(Material for the task)

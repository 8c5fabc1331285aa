use api::models::{
    EnrollmentDecision, EnrollmentFilter, EnrollmentStatus, SchemeFilter, WelfareEnrollment,
};
use api::{Access, Role};
use dioxus::prelude::*;

use crate::auth::use_client;
use crate::banner::{use_banner, BannerView};
use crate::form::{Choice, Field};
use crate::records::{use_records, Notice};

const ACCESS: Access = Access::employee(Role::WelfareScheme);

// Both tables re-apply the filters sent to the backend to the rows it returns.

fn scheme_filter(scheme_name: &str, by_deadline: bool) -> SchemeFilter {
    SchemeFilter {
        name: scheme_name.to_string(),
        by_deadline,
    }
}

fn enrollment_filter(scheme_name: &str, status: &str) -> EnrollmentFilter {
    EnrollmentFilter {
        scheme_name: scheme_name.to_string(),
        status: EnrollmentStatus::parse(status),
    }
}

#[component]
pub fn EmployeeWelfare() -> Element {
    let client = use_client();
    let banner = use_banner();

    let scheme_name = use_signal(String::new);
    let status = use_signal(String::new);
    let mut by_deadline = use_signal(|| false);

    let schemes = use_records(ACCESS, banner, move |client| {
        let name = scheme_name();
        async move { client.employee().welfare_schemes(&name).await }
    });
    let enrollments = use_records(ACCESS, banner, move |client| {
        let name = scheme_name();
        let status = EnrollmentStatus::parse(&status());
        async move { client.employee().enrollments(&name, status).await }
    });

    let scheme_rows = scheme_filter(&scheme_name(), by_deadline()).apply(&schemes.rows());
    let enrollment_rows = enrollment_filter(&scheme_name(), &status()).apply(&enrollments.rows());

    let decide = move |enrollment: WelfareEnrollment, status: EnrollmentStatus| {
        let decision = EnrollmentDecision::for_enrollment(&enrollment, status);
        let message = format!(
            "{} {} for {}.",
            enrollment.scheme_name,
            status.label().to_lowercase(),
            enrollment.user_name
        );
        let client = client.clone();
        enrollments.mutate(banner, message, async move {
            client.employee().decide_enrollment(&decision).await
        });
    };

    rsx! {
        div {
            class: "view-page",
            h1 { class: "view-title", "Welfare Schemes" }
            BannerView { banner }

            div {
                class: "filters",
                Field { label: "Scheme name", value: scheme_name }
                label {
                    class: "checkbox",
                    input {
                        r#type: "checkbox",
                        checked: by_deadline(),
                        onchange: move |evt: FormEvent| by_deadline.set(evt.checked()),
                    }
                    "Sort by deadline"
                }
            }

            if let Some(text) = schemes.notice() {
                Notice { text }
            } else {
                table {
                    class: "data-table",
                    thead {
                        tr {
                            th { "Scheme" }
                            th { "Description" }
                            th { "Deadline" }
                        }
                    }
                    tbody {
                        for scheme in scheme_rows {
                            tr {
                                key: "{scheme.id}",
                                td { "{scheme.name}" }
                                td { "{scheme.description}" }
                                td { "{scheme.deadline}" }
                            }
                        }
                    }
                }
            }

            h2 { class: "section-title", "Enrollments" }
            div {
                class: "filters",
                Choice {
                    label: "Status",
                    value: status,
                    placeholder: "All",
                    options: EnrollmentStatus::ALL
                        .iter()
                        .map(|s| (s.as_str().to_string(), s.label().to_string()))
                        .collect::<Vec<_>>(),
                }
            }

            if let Some(text) = enrollments.notice() {
                Notice { text }
            } else {
                table {
                    class: "data-table",
                    thead {
                        tr {
                            th { "Citizen" }
                            th { "Scheme" }
                            th { "Status" }
                            th { "Decision" }
                        }
                    }
                    tbody {
                        for enrollment in enrollment_rows {
                            tr {
                                key: "{enrollment.citizen_id}-{enrollment.scheme_id}",
                                td { "{enrollment.user_name}" }
                                td { "{enrollment.scheme_name}" }
                                td { "{enrollment.status}" }
                                td {
                                    class: "actions",
                                    button {
                                        class: "btn btn-primary",
                                        onclick: {
                                            let decide = decide.clone();
                                            let enrollment = enrollment.clone();
                                            move |_| decide(enrollment.clone(), EnrollmentStatus::Approved)
                                        },
                                        "Approve"
                                    }
                                    button {
                                        class: "btn btn-danger",
                                        onclick: {
                                            let decide = decide.clone();
                                            let enrollment = enrollment.clone();
                                            move |_| decide(enrollment.clone(), EnrollmentStatus::Rejected)
                                        },
                                        "Reject"
                                    }
                                }
                            }
                        }
                    }
                }
            }
        }
    }
}

#[cfg(test)]
mod tests {
    use api::models::WelfareScheme;

    use super::*;

    #[test]
    fn test_scheme_name_narrows_loaded_schemes() {
        let rows = vec![
            WelfareScheme {
                id: 1,
                name: "Health Insurance".into(),
                ..WelfareScheme::default()
            },
            WelfareScheme {
                id: 2,
                name: "Educational Grant".into(),
                ..WelfareScheme::default()
            },
        ];
        let ids: Vec<i64> = scheme_filter("Health", false).apply(&rows).iter().map(|s| s.id).collect();
        assert_eq!(ids, vec![1]);
    }

    #[test]
    fn test_enrollment_table_follows_filters() {
        let enrollment = |user: &str, scheme: &str, status: EnrollmentStatus| WelfareEnrollment {
            user_name: user.into(),
            scheme_name: scheme.into(),
            status,
            ..WelfareEnrollment::default()
        };
        let rows = vec![
            enrollment("john_doe", "Health Insurance", EnrollmentStatus::Pending),
            enrollment("jane_doe", "Health Insurance", EnrollmentStatus::Approved),
            enrollment("ravi", "Educational Grant", EnrollmentStatus::Pending),
        ];

        let users = |filter: EnrollmentFilter| -> Vec<String> {
            filter.apply(&rows).into_iter().map(|e| e.user_name).collect()
        };
        assert_eq!(users(enrollment_filter("", "")).len(), 3);
        assert_eq!(users(enrollment_filter("health", "")), vec!["john_doe", "jane_doe"]);
        assert_eq!(users(enrollment_filter("health", "PENDING")), vec!["john_doe"]);
        assert_eq!(users(enrollment_filter("", "REJECTED")), Vec::<String>::new());
    }
}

(End Material for the task)

* _Exercise prompt_
When a line in the records above contains the word "checked", copy it.

* _The completed task_
                        checked: by_deadline(),
                        onchange: move |evt: FormEvent| by_deadline.set(evt.checked()),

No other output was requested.